Stored data:
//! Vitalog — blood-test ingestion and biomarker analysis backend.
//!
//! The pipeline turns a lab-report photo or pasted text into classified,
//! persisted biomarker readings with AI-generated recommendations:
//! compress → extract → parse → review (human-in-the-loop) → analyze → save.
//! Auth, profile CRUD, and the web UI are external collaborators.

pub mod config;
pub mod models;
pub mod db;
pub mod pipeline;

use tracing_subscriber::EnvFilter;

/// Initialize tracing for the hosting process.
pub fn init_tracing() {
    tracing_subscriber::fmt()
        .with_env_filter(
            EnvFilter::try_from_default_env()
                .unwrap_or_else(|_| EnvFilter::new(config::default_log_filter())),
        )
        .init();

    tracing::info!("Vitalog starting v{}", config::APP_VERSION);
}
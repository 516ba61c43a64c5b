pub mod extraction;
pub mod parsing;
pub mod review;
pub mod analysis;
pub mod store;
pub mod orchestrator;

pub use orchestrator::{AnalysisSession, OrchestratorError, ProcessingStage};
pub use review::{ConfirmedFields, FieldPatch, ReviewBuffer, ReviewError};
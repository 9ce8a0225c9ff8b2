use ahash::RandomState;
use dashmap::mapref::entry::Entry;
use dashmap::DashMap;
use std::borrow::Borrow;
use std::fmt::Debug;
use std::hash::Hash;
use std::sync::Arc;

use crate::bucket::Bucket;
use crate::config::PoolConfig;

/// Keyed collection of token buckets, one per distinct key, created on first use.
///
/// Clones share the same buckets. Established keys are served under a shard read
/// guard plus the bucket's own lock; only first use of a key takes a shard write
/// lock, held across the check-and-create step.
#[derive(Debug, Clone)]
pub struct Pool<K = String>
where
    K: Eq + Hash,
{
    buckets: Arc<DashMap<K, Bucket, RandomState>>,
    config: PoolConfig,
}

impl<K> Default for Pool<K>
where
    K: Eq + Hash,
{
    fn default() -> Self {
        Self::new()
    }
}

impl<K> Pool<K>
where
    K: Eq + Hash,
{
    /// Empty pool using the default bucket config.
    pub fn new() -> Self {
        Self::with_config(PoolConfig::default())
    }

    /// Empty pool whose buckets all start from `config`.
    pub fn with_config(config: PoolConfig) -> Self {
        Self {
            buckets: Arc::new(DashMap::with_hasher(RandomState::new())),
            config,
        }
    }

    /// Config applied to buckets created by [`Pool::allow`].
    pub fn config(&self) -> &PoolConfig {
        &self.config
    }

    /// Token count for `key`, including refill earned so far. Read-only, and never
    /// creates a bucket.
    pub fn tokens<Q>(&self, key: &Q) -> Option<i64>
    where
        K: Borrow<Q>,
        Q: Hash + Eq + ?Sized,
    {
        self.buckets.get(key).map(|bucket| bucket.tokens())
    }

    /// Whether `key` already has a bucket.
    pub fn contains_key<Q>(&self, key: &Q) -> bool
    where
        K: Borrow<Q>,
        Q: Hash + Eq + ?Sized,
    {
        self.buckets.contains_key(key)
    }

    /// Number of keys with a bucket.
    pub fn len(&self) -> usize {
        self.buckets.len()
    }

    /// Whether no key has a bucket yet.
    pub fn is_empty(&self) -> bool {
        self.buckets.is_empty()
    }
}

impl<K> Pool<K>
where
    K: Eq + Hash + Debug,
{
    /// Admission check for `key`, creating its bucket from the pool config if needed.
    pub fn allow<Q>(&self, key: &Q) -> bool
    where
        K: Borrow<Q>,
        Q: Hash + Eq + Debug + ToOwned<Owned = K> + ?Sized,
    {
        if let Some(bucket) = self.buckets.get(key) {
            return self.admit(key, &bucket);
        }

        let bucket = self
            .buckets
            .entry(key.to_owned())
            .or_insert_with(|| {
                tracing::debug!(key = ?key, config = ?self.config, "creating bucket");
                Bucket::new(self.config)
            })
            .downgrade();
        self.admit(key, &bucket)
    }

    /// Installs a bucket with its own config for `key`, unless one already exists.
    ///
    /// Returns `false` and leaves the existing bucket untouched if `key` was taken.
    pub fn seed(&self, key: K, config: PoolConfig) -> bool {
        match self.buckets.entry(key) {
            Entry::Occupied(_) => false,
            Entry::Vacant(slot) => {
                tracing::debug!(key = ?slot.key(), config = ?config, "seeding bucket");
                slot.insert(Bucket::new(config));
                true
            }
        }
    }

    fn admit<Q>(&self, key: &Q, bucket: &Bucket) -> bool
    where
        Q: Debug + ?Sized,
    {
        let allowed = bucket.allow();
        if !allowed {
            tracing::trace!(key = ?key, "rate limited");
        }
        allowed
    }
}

--

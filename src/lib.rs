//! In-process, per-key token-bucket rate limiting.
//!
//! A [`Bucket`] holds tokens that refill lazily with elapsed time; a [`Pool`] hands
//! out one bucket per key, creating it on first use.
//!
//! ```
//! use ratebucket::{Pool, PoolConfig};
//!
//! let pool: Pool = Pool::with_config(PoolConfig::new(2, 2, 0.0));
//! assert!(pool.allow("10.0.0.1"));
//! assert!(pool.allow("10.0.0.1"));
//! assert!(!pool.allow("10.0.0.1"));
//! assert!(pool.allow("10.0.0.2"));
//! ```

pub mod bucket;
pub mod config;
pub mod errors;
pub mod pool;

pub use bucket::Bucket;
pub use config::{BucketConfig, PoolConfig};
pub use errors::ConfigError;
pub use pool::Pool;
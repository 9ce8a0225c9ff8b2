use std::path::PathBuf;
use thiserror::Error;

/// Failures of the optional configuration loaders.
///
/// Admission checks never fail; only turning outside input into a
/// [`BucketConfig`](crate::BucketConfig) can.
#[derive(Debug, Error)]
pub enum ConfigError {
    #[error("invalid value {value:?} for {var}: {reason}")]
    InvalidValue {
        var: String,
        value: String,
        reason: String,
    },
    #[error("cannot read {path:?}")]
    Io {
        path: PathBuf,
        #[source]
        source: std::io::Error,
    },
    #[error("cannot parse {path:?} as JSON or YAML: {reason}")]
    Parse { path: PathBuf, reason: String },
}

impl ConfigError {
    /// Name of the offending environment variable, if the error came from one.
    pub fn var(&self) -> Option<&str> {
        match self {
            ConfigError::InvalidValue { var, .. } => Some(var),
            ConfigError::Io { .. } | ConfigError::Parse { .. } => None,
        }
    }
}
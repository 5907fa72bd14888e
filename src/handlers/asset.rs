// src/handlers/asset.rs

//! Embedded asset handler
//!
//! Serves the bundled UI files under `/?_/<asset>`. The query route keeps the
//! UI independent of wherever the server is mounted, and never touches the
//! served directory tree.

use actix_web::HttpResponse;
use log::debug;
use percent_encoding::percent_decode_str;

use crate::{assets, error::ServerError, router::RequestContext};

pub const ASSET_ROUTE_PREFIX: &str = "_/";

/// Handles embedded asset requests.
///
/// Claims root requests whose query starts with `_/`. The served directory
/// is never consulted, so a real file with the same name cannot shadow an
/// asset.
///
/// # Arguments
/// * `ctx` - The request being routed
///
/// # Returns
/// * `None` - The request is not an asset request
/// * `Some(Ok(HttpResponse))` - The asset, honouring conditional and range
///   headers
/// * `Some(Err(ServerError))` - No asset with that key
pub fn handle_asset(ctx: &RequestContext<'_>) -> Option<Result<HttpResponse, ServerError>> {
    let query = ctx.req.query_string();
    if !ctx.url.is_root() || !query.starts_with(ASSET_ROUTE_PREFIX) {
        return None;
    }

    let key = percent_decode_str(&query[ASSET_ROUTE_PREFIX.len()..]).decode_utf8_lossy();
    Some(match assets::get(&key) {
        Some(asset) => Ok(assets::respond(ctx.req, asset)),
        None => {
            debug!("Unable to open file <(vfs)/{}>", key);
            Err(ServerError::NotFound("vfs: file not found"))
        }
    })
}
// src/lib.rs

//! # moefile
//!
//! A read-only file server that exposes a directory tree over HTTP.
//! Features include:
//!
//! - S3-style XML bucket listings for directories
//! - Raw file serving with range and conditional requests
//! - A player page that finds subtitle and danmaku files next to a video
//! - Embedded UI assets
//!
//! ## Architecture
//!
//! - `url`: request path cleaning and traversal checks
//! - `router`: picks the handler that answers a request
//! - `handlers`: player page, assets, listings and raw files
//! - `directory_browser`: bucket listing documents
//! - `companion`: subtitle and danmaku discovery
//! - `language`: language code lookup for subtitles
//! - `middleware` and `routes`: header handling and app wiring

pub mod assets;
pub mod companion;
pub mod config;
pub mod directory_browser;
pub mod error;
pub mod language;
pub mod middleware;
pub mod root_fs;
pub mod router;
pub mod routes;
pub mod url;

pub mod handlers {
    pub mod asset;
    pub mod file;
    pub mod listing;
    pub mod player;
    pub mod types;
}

---

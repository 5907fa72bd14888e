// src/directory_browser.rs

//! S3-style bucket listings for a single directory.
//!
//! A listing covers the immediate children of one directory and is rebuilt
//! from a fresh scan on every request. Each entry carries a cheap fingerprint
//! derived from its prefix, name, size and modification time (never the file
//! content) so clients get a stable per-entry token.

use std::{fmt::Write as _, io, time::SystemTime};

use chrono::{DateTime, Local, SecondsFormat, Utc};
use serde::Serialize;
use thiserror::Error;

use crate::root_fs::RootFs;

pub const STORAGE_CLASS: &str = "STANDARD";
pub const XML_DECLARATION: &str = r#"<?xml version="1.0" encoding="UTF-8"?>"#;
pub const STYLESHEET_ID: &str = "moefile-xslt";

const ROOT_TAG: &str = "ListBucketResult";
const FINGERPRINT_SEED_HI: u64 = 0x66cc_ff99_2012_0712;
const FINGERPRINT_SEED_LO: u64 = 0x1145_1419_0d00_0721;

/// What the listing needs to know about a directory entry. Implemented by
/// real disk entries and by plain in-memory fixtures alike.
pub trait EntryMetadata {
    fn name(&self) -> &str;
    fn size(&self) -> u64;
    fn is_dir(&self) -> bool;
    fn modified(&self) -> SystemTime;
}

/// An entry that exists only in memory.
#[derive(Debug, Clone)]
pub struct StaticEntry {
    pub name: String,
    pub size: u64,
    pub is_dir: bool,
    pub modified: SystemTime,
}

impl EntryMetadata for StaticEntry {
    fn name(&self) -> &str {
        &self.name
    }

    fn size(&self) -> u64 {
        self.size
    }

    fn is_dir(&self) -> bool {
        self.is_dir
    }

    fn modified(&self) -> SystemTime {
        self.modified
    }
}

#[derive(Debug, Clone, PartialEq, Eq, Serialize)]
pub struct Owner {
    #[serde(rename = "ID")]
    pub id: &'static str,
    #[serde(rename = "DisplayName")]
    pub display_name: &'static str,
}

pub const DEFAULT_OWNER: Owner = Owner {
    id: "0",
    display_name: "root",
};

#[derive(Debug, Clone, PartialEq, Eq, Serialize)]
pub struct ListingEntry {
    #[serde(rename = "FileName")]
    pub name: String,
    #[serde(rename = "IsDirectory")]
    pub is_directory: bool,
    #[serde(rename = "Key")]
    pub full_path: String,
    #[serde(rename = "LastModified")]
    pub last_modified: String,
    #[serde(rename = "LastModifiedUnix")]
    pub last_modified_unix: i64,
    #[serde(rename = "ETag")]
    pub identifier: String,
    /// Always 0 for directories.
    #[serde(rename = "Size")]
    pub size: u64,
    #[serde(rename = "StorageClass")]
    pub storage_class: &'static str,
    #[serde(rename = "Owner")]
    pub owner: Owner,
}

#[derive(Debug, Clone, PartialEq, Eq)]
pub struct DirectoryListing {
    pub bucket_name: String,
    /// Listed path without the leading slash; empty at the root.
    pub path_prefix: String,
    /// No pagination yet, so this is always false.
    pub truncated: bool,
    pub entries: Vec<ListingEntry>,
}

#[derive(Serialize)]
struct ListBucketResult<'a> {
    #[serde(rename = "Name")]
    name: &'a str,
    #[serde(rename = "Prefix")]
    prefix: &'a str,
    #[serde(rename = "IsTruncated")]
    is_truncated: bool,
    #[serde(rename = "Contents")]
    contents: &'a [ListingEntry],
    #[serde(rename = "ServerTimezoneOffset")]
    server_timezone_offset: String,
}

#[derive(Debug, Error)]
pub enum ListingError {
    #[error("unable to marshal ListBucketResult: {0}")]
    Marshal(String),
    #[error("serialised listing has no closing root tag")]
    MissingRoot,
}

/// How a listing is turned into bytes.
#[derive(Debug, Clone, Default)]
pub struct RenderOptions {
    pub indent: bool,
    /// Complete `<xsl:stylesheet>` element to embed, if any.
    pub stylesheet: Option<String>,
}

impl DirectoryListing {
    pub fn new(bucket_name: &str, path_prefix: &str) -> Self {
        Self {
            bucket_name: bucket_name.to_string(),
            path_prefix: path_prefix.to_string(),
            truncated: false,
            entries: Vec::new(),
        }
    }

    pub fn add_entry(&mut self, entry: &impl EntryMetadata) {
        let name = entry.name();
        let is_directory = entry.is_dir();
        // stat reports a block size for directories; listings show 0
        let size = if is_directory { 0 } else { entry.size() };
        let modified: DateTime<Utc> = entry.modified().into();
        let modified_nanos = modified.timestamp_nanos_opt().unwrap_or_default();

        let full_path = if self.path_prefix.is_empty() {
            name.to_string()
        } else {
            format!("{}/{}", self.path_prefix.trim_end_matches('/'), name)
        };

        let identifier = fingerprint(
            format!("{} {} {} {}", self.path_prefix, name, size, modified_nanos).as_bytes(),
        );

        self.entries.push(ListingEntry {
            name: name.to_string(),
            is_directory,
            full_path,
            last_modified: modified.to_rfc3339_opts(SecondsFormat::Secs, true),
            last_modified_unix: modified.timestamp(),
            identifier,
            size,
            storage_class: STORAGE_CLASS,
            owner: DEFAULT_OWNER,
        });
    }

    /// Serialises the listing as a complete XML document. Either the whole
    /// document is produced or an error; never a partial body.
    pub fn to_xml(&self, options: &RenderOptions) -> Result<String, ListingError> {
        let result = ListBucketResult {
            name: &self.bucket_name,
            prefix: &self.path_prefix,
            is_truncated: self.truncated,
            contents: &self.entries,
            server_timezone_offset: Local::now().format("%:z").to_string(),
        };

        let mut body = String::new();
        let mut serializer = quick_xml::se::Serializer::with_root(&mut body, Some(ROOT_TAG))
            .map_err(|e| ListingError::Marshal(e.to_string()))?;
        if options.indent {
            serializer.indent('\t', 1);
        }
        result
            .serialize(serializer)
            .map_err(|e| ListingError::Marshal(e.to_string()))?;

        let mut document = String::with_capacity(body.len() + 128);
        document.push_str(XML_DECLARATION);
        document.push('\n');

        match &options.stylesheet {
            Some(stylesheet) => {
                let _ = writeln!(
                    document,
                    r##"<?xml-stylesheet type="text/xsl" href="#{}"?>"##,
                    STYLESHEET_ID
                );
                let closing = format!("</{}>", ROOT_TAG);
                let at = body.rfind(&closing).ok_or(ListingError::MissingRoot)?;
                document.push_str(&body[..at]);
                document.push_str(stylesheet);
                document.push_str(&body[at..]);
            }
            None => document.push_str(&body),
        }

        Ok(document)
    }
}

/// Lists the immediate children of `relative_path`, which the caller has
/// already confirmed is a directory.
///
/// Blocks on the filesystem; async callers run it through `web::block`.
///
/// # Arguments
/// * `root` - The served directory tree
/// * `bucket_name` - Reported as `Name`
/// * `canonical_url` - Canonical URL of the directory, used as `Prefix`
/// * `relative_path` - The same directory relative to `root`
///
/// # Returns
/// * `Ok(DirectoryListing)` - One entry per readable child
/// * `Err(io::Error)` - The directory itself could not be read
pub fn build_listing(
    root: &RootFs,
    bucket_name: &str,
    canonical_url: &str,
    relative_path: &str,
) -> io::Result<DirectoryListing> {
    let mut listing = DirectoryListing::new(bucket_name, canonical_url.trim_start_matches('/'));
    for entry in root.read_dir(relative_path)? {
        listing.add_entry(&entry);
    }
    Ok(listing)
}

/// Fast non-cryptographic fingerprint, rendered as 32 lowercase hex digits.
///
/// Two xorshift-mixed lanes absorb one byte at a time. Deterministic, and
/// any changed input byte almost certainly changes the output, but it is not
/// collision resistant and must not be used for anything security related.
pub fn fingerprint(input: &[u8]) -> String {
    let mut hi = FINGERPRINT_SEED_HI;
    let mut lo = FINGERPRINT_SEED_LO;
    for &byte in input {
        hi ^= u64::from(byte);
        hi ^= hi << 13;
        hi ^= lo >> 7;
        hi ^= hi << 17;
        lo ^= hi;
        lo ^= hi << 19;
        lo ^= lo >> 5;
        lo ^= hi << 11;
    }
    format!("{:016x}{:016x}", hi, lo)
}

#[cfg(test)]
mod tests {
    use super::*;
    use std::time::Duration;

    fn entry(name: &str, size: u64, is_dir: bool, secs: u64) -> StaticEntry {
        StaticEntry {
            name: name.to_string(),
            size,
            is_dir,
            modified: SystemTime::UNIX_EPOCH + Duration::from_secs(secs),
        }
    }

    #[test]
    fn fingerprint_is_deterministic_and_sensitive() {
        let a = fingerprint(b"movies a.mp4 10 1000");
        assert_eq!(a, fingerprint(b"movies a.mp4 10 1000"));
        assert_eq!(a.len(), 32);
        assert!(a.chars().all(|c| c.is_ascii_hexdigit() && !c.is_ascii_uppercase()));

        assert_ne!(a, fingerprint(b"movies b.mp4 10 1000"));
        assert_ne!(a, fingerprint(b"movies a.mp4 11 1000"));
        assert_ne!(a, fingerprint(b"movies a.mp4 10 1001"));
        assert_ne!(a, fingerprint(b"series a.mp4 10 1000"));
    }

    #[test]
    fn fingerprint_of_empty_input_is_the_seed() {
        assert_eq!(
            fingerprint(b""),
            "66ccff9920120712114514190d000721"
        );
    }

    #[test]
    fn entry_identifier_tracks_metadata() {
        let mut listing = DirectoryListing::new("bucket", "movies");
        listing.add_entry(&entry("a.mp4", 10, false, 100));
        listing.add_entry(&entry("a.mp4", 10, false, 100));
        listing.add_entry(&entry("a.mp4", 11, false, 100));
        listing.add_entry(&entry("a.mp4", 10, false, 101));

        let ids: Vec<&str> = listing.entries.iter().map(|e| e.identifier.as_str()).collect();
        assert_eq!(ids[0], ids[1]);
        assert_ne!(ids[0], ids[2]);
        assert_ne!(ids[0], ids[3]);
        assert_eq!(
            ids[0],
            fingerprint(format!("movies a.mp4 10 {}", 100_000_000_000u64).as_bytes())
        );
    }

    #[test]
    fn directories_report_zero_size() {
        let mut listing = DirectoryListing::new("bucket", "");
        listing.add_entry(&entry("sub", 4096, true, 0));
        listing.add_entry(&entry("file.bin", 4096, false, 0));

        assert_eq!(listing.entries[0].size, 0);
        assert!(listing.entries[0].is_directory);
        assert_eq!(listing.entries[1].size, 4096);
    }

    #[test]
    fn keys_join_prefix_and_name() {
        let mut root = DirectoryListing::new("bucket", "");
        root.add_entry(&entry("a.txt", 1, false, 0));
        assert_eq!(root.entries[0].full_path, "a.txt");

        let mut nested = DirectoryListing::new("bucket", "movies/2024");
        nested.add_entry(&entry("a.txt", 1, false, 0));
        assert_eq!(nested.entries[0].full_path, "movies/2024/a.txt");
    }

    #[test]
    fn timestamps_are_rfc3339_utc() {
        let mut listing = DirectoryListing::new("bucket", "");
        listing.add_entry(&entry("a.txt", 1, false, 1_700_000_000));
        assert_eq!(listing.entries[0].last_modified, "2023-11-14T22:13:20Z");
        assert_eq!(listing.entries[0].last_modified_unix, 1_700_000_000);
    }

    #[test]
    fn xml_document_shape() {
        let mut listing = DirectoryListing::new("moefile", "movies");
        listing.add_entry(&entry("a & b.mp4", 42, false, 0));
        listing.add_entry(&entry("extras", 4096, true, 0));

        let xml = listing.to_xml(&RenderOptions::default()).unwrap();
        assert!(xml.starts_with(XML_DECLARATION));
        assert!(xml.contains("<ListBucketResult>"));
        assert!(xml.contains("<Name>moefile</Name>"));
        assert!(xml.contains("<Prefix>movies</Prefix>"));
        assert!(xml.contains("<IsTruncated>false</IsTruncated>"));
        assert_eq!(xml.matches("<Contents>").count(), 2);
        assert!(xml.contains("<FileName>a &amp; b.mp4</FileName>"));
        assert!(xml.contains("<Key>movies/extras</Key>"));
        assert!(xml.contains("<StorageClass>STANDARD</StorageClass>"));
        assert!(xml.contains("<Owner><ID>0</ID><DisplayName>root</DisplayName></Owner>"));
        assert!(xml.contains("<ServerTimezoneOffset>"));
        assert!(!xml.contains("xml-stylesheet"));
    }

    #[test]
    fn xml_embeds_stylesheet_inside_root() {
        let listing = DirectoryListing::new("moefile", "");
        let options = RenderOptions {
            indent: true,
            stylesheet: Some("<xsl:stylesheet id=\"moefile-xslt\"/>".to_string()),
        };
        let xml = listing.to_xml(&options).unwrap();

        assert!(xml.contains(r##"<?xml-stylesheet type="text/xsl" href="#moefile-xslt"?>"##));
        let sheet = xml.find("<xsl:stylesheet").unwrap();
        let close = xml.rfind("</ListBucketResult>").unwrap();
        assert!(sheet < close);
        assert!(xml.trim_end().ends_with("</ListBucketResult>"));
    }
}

What you have to do - For the string "biomarker", go through the entries above and copy each line where it occurs.

Answer space -
//! Vitalog — blood-test ingestion and biomarker analysis backend.
//! persisted biomarker readings with AI-generated recommendations:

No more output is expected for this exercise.